Eyer Mauricio Mancia Arana, de San Pedro Sula, en Honduras, es un tipo que sabe resolver sus problemas. Tiene 35 años y desde hace poco menos de un año vive en Hillsborough, Carolina del Norte, junto a su hijo Ezequiel, de 6. Trabaja en remodelaciones de viviendas, a veces como DJ y, a falta de saber inglés, utiliza el traductor de Google para rellenar los papeles que le piden en su proceso de solicitud de asilo. “El juez le pide a uno que busque un abogado, pero no tengo”, dice desde Estados Unidos. 

La precariedad es tener que recurrir a Internet para completar unos documentos que pueden determinar tu vida para siempre.

Las cifras dicen que Eyer Mauricio tiene pocas probabilidades de ser aceptado en Estados Unidos. Según un informe de la universidad de Siracusa, con datos recabados durante el año fiscal 2018 en ese país, solo el 21.2% de las peticiones de refugio de hondureños son aceptadas. Es decir, que ocho de cada diez personas que piden protección son devueltas a su país. 

La misma suerte corren salvadoreños y guatemaltecos: solo aceptan al 23.5% y al 18.8%, respectivamente.

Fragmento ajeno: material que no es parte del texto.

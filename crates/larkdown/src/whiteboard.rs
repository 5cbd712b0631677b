//! Whiteboard snapshots encoded as PNG

use std::io::Cursor;
use std::sync::Arc;

use async_trait::async_trait;
use image::{ImageFormat, RgbaImage};
use larkdown_core::{FetchError, Media, MediaSource};
use tokio_util::sync::CancellationToken;

use crate::block::{Bitmap, BitmapSource};

/// File name suggested for whiteboard snapshots
pub const WHITEBOARD_FILE_NAME: &str = "whiteboard.png";

/// Media source that rasterizes a whiteboard and encodes it as PNG
pub struct WhiteboardSnapshot {
    source: Arc<dyn BitmapSource>,
}

impl WhiteboardSnapshot {
    pub fn new(source: Arc<dyn BitmapSource>) -> Self {
        Self { source }
    }
}

#[async_trait]
impl MediaSource for WhiteboardSnapshot {
    async fn fetch(&self, cancel: CancellationToken) -> Result<Media, FetchError> {
        let bitmap = self
            .source
            .bitmap(cancel)
            .await?
            .ok_or_else(|| FetchError::Unavailable("whiteboard has no content".to_string()))?;

        let bytes = encode_png(bitmap)?;
        Ok(Media::new(bytes))
    }
}

/// Encode an RGBA bitmap as PNG
pub fn encode_png(bitmap: Bitmap) -> Result<Vec<u8>, FetchError> {
    let (width, height) = (bitmap.width, bitmap.height);
    let image = RgbaImage::from_raw(width, height, bitmap.rgba).ok_or_else(|| {
        FetchError::Failed(format!("pixel buffer does not match {width}x{height}"))
    })?;

    let mut bytes = Vec::new();
    image
        .write_to(&mut Cursor::new(&mut bytes), ImageFormat::Png)
        .map_err(|e| FetchError::Failed(e.to_string()))?;
    Ok(bytes)
}
//! Styled runs to phrasing content
//!
//! A text zone is a flat list of runs, each with its own set of attributes.
//! Markdown needs properly nested emphasis, so every run is wrapped in its
//! marks ordered by how far each mark extends over neighbouring runs: the
//! mark covering the shortest span ends up innermost. Adjacent compatible
//! nodes are then merged, which lets a long-spanning mark absorb the runs it
//! covers.

use std::borrow::Cow;

use larkdown_core::{Inline, Link};
use percent_encoding::percent_decode_str;

use crate::block::Operation;
use crate::merge::merge_inlines;

#[derive(Debug, Clone, Copy, PartialEq, Eq)]
enum Mark {
    Emphasis,
    Strong,
    Delete,
    Link,
}

impl Mark {
    fn from_attribute(name: &str) -> Option<Self> {
        match name {
            "italic" => Some(Mark::Emphasis),
            "bold" => Some(Mark::Strong),
            "strikethrough" => Some(Mark::Delete),
            "link" => Some(Mark::Link),
            _ => None,
        }
    }
}

/// Compile the runs of a text zone into phrasing content
pub fn compile_runs(ops: &[Operation]) -> Vec<Inline> {
    let operations: Vec<&Operation> = ops.iter().filter(|op| !op.is_fix_enter()).collect();

    let marks: Vec<Vec<Mark>> = operations
        .iter()
        .map(|op| {
            op.attributes
                .keys()
                .filter_map(|name| Mark::from_attribute(name))
                .collect()
        })
        .collect();

    let lengths: Vec<usize> = operations
        .iter()
        .map(|op| op.insert.chars().count())
        .collect();

    let nodes = operations
        .iter()
        .enumerate()
        .map(|(index, op)| {
            let mut ordered = marks[index].clone();
            // Stable: ties keep attribute declaration order
            ordered.sort_by_key(|mark| span_length(&marks, &lengths, index, *mark));
            ordered
                .into_iter()
                .fold(leaf(op), |node, mark| wrap(node, mark, op))
        })
        .collect();

    merge_inlines(nodes)
}

/// Total text length of the contiguous runs around `index` that carry `mark`
fn span_length(marks: &[Vec<Mark>], lengths: &[usize], index: usize, mark: Mark) -> usize {
    let has = |i: usize| marks[i].contains(&mark);

    let mut start = index;
    while start > 0 && has(start - 1) {
        start -= 1;
    }
    let mut end = index + 1;
    while end < marks.len() && has(end) {
        end += 1;
    }

    lengths[start..end].iter().sum()
}

fn leaf(op: &Operation) -> Inline {
    if op.has_attr("inlineCode") {
        return Inline::InlineCode(op.insert.clone());
    }

    if let Some(equation) = op.attr("equation") {
        let equation = equation.strip_suffix('\n').unwrap_or(equation);
        if !equation.trim().is_empty() {
            return Inline::InlineMath(equation.to_string());
        }
    }

    Inline::Text(op.insert.clone())
}

fn wrap(node: Inline, mark: Mark, op: &Operation) -> Inline {
    match mark {
        Mark::Emphasis => Inline::Emphasis(vec![node]),
        Mark::Strong => Inline::Strong(vec![node]),
        Mark::Delete => Inline::Delete(vec![node]),
        Mark::Link => {
            let url = decode_url(op.attr("link").unwrap_or_default());
            Inline::Link(Link::new(url, vec![node]))
        }
    }
}

/// Links are stored percent-encoded; fall back to the raw value when the
/// decoded bytes are not UTF-8
fn decode_url(raw: &str) -> String {
    percent_decode_str(raw)
        .decode_utf8()
        .map(Cow::into_owned)
        .unwrap_or_else(|_| raw.to_string())
}

#[cfg(test)]
mod tests {
    use super::*;

    const AUTHOR: (&str, &str) = ("author", "7096007617544896513");

    fn run(insert: &str, attrs: Vec<(&str, &str)>) -> Operation {
        let mut attrs = attrs;
        attrs.push(AUTHOR);
        Operation::with_attrs(insert, attrs)
    }

    fn compile(mut ops: Vec<Operation>) -> Vec<Inline> {
        ops.push(Operation::fix_enter());
        compile_runs(&ops)
    }

    #[test]
    fn test_simple_code_span() {
        let result = compile(vec![run("code", vec![("inlineCode", "true")])]);
        assert_eq!(result, vec![Inline::InlineCode("code".into())]);
    }

    #[test]
    fn test_code_span_in_strong() {
        let result = compile(vec![
            run("a", vec![("bold", "true")]),
            run("b", vec![("bold", "true"), ("inlineCode", "true")]),
            run("c", vec![("bold", "true")]),
        ]);
        assert_eq!(
            result,
            vec![Inline::Strong(vec![
                Inline::text("a"),
                Inline::InlineCode("b".into()),
                Inline::text("c"),
            ])]
        );
    }

    #[test]
    fn test_code_span_intersecting_strong() {
        let result = compile(vec![
            run("a", vec![("bold", "true")]),
            run("b", vec![("inlineCode", "true"), ("bold", "true")]),
            run("c", vec![("inlineCode", "true")]),
        ]);
        assert_eq!(
            result,
            vec![
                Inline::Strong(vec![Inline::text("a"), Inline::InlineCode("b".into())]),
                Inline::InlineCode("c".into()),
            ]
        );
    }

    #[test]
    fn test_emphasis_in_strong() {
        let result = compile(vec![
            run("a", vec![("bold", "true")]),
            run("b", vec![("italic", "true"), ("bold", "true")]),
            run("c", vec![("bold", "true")]),
        ]);
        assert_eq!(
            result,
            vec![Inline::Strong(vec![
                Inline::text("a"),
                Inline::Emphasis(vec![Inline::text("b")]),
                Inline::text("c"),
            ])]
        );
    }

    #[test]
    fn test_equal_spans_keep_declaration_order() {
        let result = compile(vec![run("ab", vec![("italic", "true"), ("bold", "true")])]);
        assert_eq!(
            result,
            vec![Inline::Strong(vec![Inline::Emphasis(vec![Inline::text("ab")])])]
        );
    }

    #[test]
    fn test_longer_span_wraps_outside() {
        // italic covers "ab", strikethrough only "b"
        let result = compile(vec![
            run("a", vec![("italic", "true")]),
            run("b", vec![("strikethrough", "true"), ("italic", "true")]),
        ]);
        assert_eq!(
            result,
            vec![Inline::Emphasis(vec![
                Inline::text("a"),
                Inline::Delete(vec![Inline::text("b")]),
            ])]
        );
    }

    #[test]
    fn test_link_is_decoded_and_merged() {
        let url = "https%3A%2F%2Fexample.com%2Fa%20b";
        let result = compile(vec![
            run("x", vec![("link", url)]),
            run("y", vec![("link", url), ("bold", "true")]),
            run("z", vec![("link", "https%3A%2F%2Fother.com")]),
        ]);
        assert_eq!(
            result,
            vec![
                Inline::Link(Link::new(
                    "https://example.com/a b",
                    vec![Inline::text("x"), Inline::Strong(vec![Inline::text("y")])],
                )),
                Inline::Link(Link::new("https://other.com", vec![Inline::text("z")])),
            ]
        );
    }

    #[test]
    fn test_invalid_utf8_link_falls_back_to_raw() {
        assert_eq!(decode_url("%FF%FE"), "%FF%FE");
        assert_eq!(decode_url("a%20b"), "a b");
    }

    #[test]
    fn test_equation_becomes_inline_math() {
        let result = compile(vec![
            run("E", vec![("equation", "E=mc^2\n")]),
            run(" and ", vec![]),
            run("x", vec![("equation", "\n")]),
        ]);
        assert_eq!(
            result,
            vec![
                Inline::InlineMath("E=mc^2".into()),
                Inline::text(" and x"),
            ]
        );
    }

    #[test]
    fn test_fix_enter_only_is_empty() {
        assert_eq!(compile(vec![]), vec![]);
    }

    #[test]
    fn test_unknown_attributes_are_ignored() {
        let result = compile(vec![
            run("a", vec![("textHighlight", "red")]),
            run("b", vec![]),
        ]);
        assert_eq!(result, vec![Inline::text("ab")]);
    }
}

Todos los países del Triángulo Norte de Centroamérica están por debajo de la media de aceptación, que es del 35%. Aún con menos gente a la que se reconoce el refugio está México. Apenas al 15.5% de los mexicanos que pidieron asilo en Estados Unidos se les concedió en 2018.

A pesar de las apariencias, Eyer Mauricio representa al sector de los que triunfaron en la caravana migrante procedente de Centroamérica. Hace un año soportó todo tipo de penurias con un objetivo en la cabeza, cruzar a Estados Unidos, y lo consiguió.

El 12 de octubre de 2018, 200 personas se reunieron en la central de autobuses de San Pedro Sula, en Honduras. Fue el origen de la caravana. Durante un mes y medio, miles de personas (las estimaciones de organizaciones de derechos humanos y activistas que participaron como observadores hablan de 10 mil repartidas en cuatro marchas) atravesaron México con destino a Estados Unidos. 

No hay cifras sobre cuántos tuvieron éxito, cuántos fueron deportados y cuántos terminaron estableciéndose en México. De hecho, la caravana fue utilizada como argumento por la administración de Donald Trump para endurecer los controles y buscar acuerdos como el firmado con México para que este ejerciese de guardián. Sin embargo, el incremento en el número de detenciones en la frontera es posterior.

Según datos de la Patrulla Fronteriza, en octubre de 2018 fueron arrestadas 51,855 personas tratando de acceder ilegalmente a Estados Unidos; en noviembre, 50,748; mientras que en diciembre la cifra descendió a las 47,979. No fue hasta marzo, cinco meses y medio después de que la caravana alcanzase Tijuana, cuando los números comenzaron a multiplicarse: 92,833 en marzo de 2019; 99,274 en abril y 132,859 en mayo.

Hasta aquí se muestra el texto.